Zugangsvoraussetzung zu dieser neuen Gruppe der Großbürger war Startkapital. Alles begann mit der ersten Fabrik oder mit dem ersten Kredit, den man vergeben konnte. Ohne Startkapital hatte man keine Chance, in die Gruppe der Großbürger aufzusteigen.
Die Großbürger orientierten sich am Lebensstil der Adligen und versuchten, diesen nachzuahmen. Ihre Anwesen ähnelten den adligen Herrensitzen. Fleiß, Disziplin, Sparsamkeit und Ordnungssinn galten als typische bürgerlich-deutsche Tugenden.

3. Die einfachen Arbeiter

Mehr als zwei Drittel der Bevölkerung bildeten die Unterschicht im Deutschen Kaiserreich. Sie bestand aus Fabrikarbeitern, Bergleuten, Heimarbeitern, Handwerksgesellen, Landarbeitern und Dienstboten.
Diese Menschen mussten ihren Lebensunterhalt schwer erarbeiten. Der Lohn der erwachsenen Familienmitglieder reichte meist nicht aus für die Ausgaben des täglichen Lebens, so dass auch die Kinder arbeiten mussten. Demzufolge konnten viele Kinder keine Schule besuchen. Ein guter Schulabschluss wäre aber die Grundlage für eine gute Ausbildung und einen gut bezahlten Beruf. Arbeiterkinder waren im Kreis der Armut gefangen... 

Eine tiefe Spaltung der Gesellschaft beginnt ...

Es formierten sich zwei gesellschaftliche Gruppen. 

Adlige und Personen des gehobenen Bürgertums wollten ihre Lebensumstände so behalten, wie sie waren und lehnten jegliche Veränderung ab. Sie träumten von einer Ausweitung der Macht des Kaiserreiches und von einem Kräftemessen mit anderen Nationen - durch Krieg. Sie liebten Militärparaden und die glanzvollen Auftritte des Kaisers und seiner Entourage.

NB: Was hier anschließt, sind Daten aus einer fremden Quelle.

//! Platform layer for the Zoom reset
//!
//! Everything that differs between operating systems lives here:
//!
//! ```text
//! src/platform/
//! +-- mod.rs       <- This file (OS detection)
//! +-- paths.rs     <- Per-OS Zoom state locations
//! +-- process.rs   <- Process discovery and termination
//! ```
//!
//! # Platform Support
//!
//! | Feature | Windows | macOS | Linux |
//! |---------|---------|-------|-------|
//! | State paths | %APPDATA% / %LOCALAPPDATA% | ~/Library | XDG dirs + Flatpak |
//! | Process discovery | sysinfo | sysinfo | sysinfo |
//! | Termination | TerminateProcess | SIGTERM | SIGTERM |

pub mod paths;
pub mod process;

pub use paths::{state_paths, PathEnv};
pub use process::{
    find_processes, terminate, terminate_one, wait_for_exit, KillOutcome, KillStatus, ProcessInfo,
};

use std::fmt;
use std::str::FromStr;

use crate::error::{ResetError, ResetResult};

/// Operating systems with a known Zoom layout.
#[derive(Debug, Clone, Copy, PartialEq, Eq, Hash)]
pub enum TargetOs {
    Windows,
    MacOs,
    Linux,
}

impl TargetOs {
    /// Detect the operating system this binary runs on.
    pub fn detect() -> ResetResult<Self> {
        Self::from_os_name(std::env::consts::OS)
    }

    /// Map a `std::env::consts::OS` style name to a supported target.
    pub fn from_os_name(name: &str) -> ResetResult<Self> {
        match name {
            "windows" => Ok(TargetOs::Windows),
            "macos" => Ok(TargetOs::MacOs),
            "linux" => Ok(TargetOs::Linux),
            other => Err(ResetError::UnsupportedPlatform(other.to_string())),
        }
    }

    pub fn as_str(&self) -> &'static str {
        match self {
            TargetOs::Windows => "windows",
            TargetOs::MacOs => "macos",
            TargetOs::Linux => "linux",
        }
    }
}

impl fmt::Display for TargetOs {
    fn fmt(&self, f: &mut fmt::Formatter<'_>) -> fmt::Result {
        f.write_str(self.as_str())
    }
}

impl FromStr for TargetOs {
    type Err = ResetError;

    fn from_str(s: &str) -> Result<Self, Self::Err> {
        Self::from_os_name(s)
    }
}

#[cfg(test)]
mod tests {
    use super::*;

    #[test]
    fn test_from_os_name() {
        assert_eq!(TargetOs::from_os_name("windows").unwrap(), TargetOs::Windows);
        assert_eq!(TargetOs::from_os_name("macos").unwrap(), TargetOs::MacOs);
        assert_eq!(TargetOs::from_os_name("linux").unwrap(), TargetOs::Linux);
    }

    #[test]
    fn test_unsupported_platform() {
        let err = TargetOs::from_os_name("freebsd").unwrap_err();
        assert!(matches!(err, ResetError::UnsupportedPlatform(ref name) if name == "freebsd"));
    }

    #[test]
    fn test_display_round_trip() {
        for os in [TargetOs::Windows, TargetOs::MacOs, TargetOs::Linux] {
            assert_eq!(os.to_string().parse::<TargetOs>().unwrap(), os);
        }
    }

    #[cfg(any(target_os = "windows", target_os = "macos", target_os = "linux"))]
    #[test]
    fn test_detect_current() {
        assert_eq!(TargetOs::detect().unwrap().as_str(), std::env::consts::OS);
    }
}
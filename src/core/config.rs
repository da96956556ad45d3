//! Configuration for the Zoom reset

use serde::{Deserialize, Serialize};
use std::path::{Path, PathBuf};

use crate::error::{ResetError, ResetResult};

/// Application name for directory paths
const APP_NAME: &str = "zoom-reset";

/// Persistent reset configuration, optionally read from TOML.
#[derive(Debug, Clone, PartialEq, Eq, Serialize, Deserialize)]
#[serde(default)]
pub struct ResetConfig {
    /// Where timestamped backups go (default: ~/.zoom-reset-backups)
    pub backup_root: Option<PathBuf>,

    /// Never terminate running processes
    pub skip_kill: bool,

    /// Substring identifying Zoom processes (case-insensitive)
    pub process_pattern: String,

    /// Seconds to wait for terminated processes to exit before moving state
    pub exit_timeout_secs: u64,

    /// Additional locations to back up after the built-in ones.
    /// Absolute, or starting with `~/` for the home directory.
    pub extra_paths: Vec<PathBuf>,

    /// Built-in locations to leave alone (same form as `extra_paths`)
    pub excluded_paths: Vec<PathBuf>,
}

impl Default for ResetConfig {
    fn default() -> Self {
        Self {
            backup_root: None,
            skip_kill: false,
            process_pattern: "zoom".into(),
            exit_timeout_secs: 5,
            extra_paths: Vec::new(),
            excluded_paths: Vec::new(),
        }
    }
}

impl ResetConfig {
    /// Default config file location
    /// - Windows: %APPDATA%\zoom-reset\config.toml
    /// - macOS: ~/Library/Application Support/zoom-reset/config.toml
    /// - Linux: $XDG_CONFIG_HOME/zoom-reset/config.toml
    pub fn default_path() -> Option<PathBuf> {
        dirs::config_dir().map(|dir| dir.join(APP_NAME).join("config.toml"))
    }

    /// Load config from TOML file
    pub fn load(path: &Path) -> ResetResult<Self> {
        let content = std::fs::read_to_string(path).map_err(|e| config_error(path, e))?;
        toml::from_str(&content).map_err(|e| config_error(path, e))
    }

    /// Load the default config file, or defaults when it does not exist
    pub fn load_or_default() -> ResetResult<Self> {
        match Self::default_path() {
            Some(path) if path.exists() => Self::load(&path),
            _ => Ok(Self::default()),
        }
    }

    /// Save config to TOML file
    pub fn save(&self, path: &Path) -> ResetResult<()> {
        let content = toml::to_string_pretty(self).map_err(|e| config_error(path, e))?;
        if let Some(parent) = path.parent() {
            std::fs::create_dir_all(parent).map_err(|e| ResetError::io(parent, e))?;
        }
        std::fs::write(path, content).map_err(|e| ResetError::io(path, e))
    }
}

fn config_error(path: &Path, err: impl std::fmt::Display) -> ResetError {
    ResetError::Config {
        path: path.to_path_buf(),
        message: err.to_string(),
    }
}

#[cfg(test)]
mod tests {
    use super::*;

    #[test]
    fn test_defaults() {
        let config = ResetConfig::default();
        assert_eq!(config.process_pattern, "zoom");
        assert!(!config.skip_kill);
        assert!(config.backup_root.is_none());
        assert_eq!(config.exit_timeout_secs, 5);
    }

    #[test]
    fn test_save_and_load() {
        let dir = tempfile::tempdir().unwrap();
        let path = dir.path().join("nested").join("config.toml");

        let config = ResetConfig {
            backup_root: Some(dir.path().join("backups")),
            skip_kill: true,
            extra_paths: vec![dir.path().join("extra")],
            ..Default::default()
        };
        config.save(&path).unwrap();

        assert_eq!(ResetConfig::load(&path).unwrap(), config);
    }

    #[test]
    fn test_partial_file_uses_defaults() {
        let dir = tempfile::tempdir().unwrap();
        let path = dir.path().join("config.toml");
        std::fs::write(&path, "skip_kill = true\n").unwrap();

        let config = ResetConfig::load(&path).unwrap();
        assert!(config.skip_kill);
        assert_eq!(config.process_pattern, "zoom");
    }

    #[test]
    fn test_invalid_file() {
        let dir = tempfile::tempdir().unwrap();
        let path = dir.path().join("config.toml");
        std::fs::write(&path, "skip_kill = \"maybe\"").unwrap();

        let err = ResetConfig::load(&path).unwrap_err();
        assert!(matches!(err, ResetError::Config { .. }));
    }

    #[test]
    fn test_missing_file() {
        let dir = tempfile::tempdir().unwrap();
        let err = ResetConfig::load(&dir.path().join("absent.toml")).unwrap_err();
        assert!(matches!(err, ResetError::Config { .. }));
    }
}
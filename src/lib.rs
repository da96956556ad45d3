//! Zoom 1132 Reset
//!
//! Recovers the Zoom client from error 1132 (corrupted local state) by
//! stopping every running Zoom process and moving its configuration, cache
//! and log directories into a timestamped backup. Zoom rebuilds a clean
//! state on the next launch.
//!
//! ## Safety
//!
//! - Nothing is deleted: state is moved, never removed outright
//! - Each run gets its own `YYYYMMDD-HHMMSS` backup directory
//! - Dry-run mode reports every action without touching anything

pub mod core;
pub mod error;
pub mod platform;

// Re-exports
pub use crate::core::backup::MoveOutcome;
pub use crate::core::config::ResetConfig;
pub use crate::core::reset::{
    perform_reset, perform_reset_with, ResetOptions, ResetReport, ResetStep,
};
pub use error::{ResetError, ResetResult};
pub use platform::{KillOutcome, KillStatus, PathEnv, ProcessInfo, TargetOs};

Die zweite Gruppe bestand aus einfachen, schlecht bezahlten Arbeitern. Diese Menschen wünschten sich eine Änderung der bestehenden Lebensverhältnisse und ein politisches System, in dem ihre Sorgen endlich beachtet werden. Das letzte, was diese Menschen wollten, war Krieg. Auch für den Kaiserkult und Militärparaden hatte die Gruppe der einfachen Arbeiter kein Verständnis.
Mutige Sozialdemokraten begannen, für die Rechte der Arbeiter zu kämpfen. Dadurch fühlte sich die Gruppe der Adligen und Großbürger bedroht. Sie sprachen von der "roten Gefahr" und bezeichneten Sozialdemokraten als Reichsfeinde und als "vaterlandslose Gesellen".

Aufgabe

1. Zeichne eine Gesellschaftspyramide, die die Gesellschaft des Kaiserreiches darstellt. Deine Pyramide sollte die Größe einer A4-Seite haben. Trage für jede Gesellschaftsschicht wichtige Merkmale ein.

2. Kennzeichne in deiner Gesellschaftspyramide mit blau die Gesellschaftsschicht(en,) die eher konservativ sind. Kennzeichne mit Rot die Gesellschaftsschicht, die eher demokratisch orientiert ist. Begründe deine Kennzeichnung schriftlich.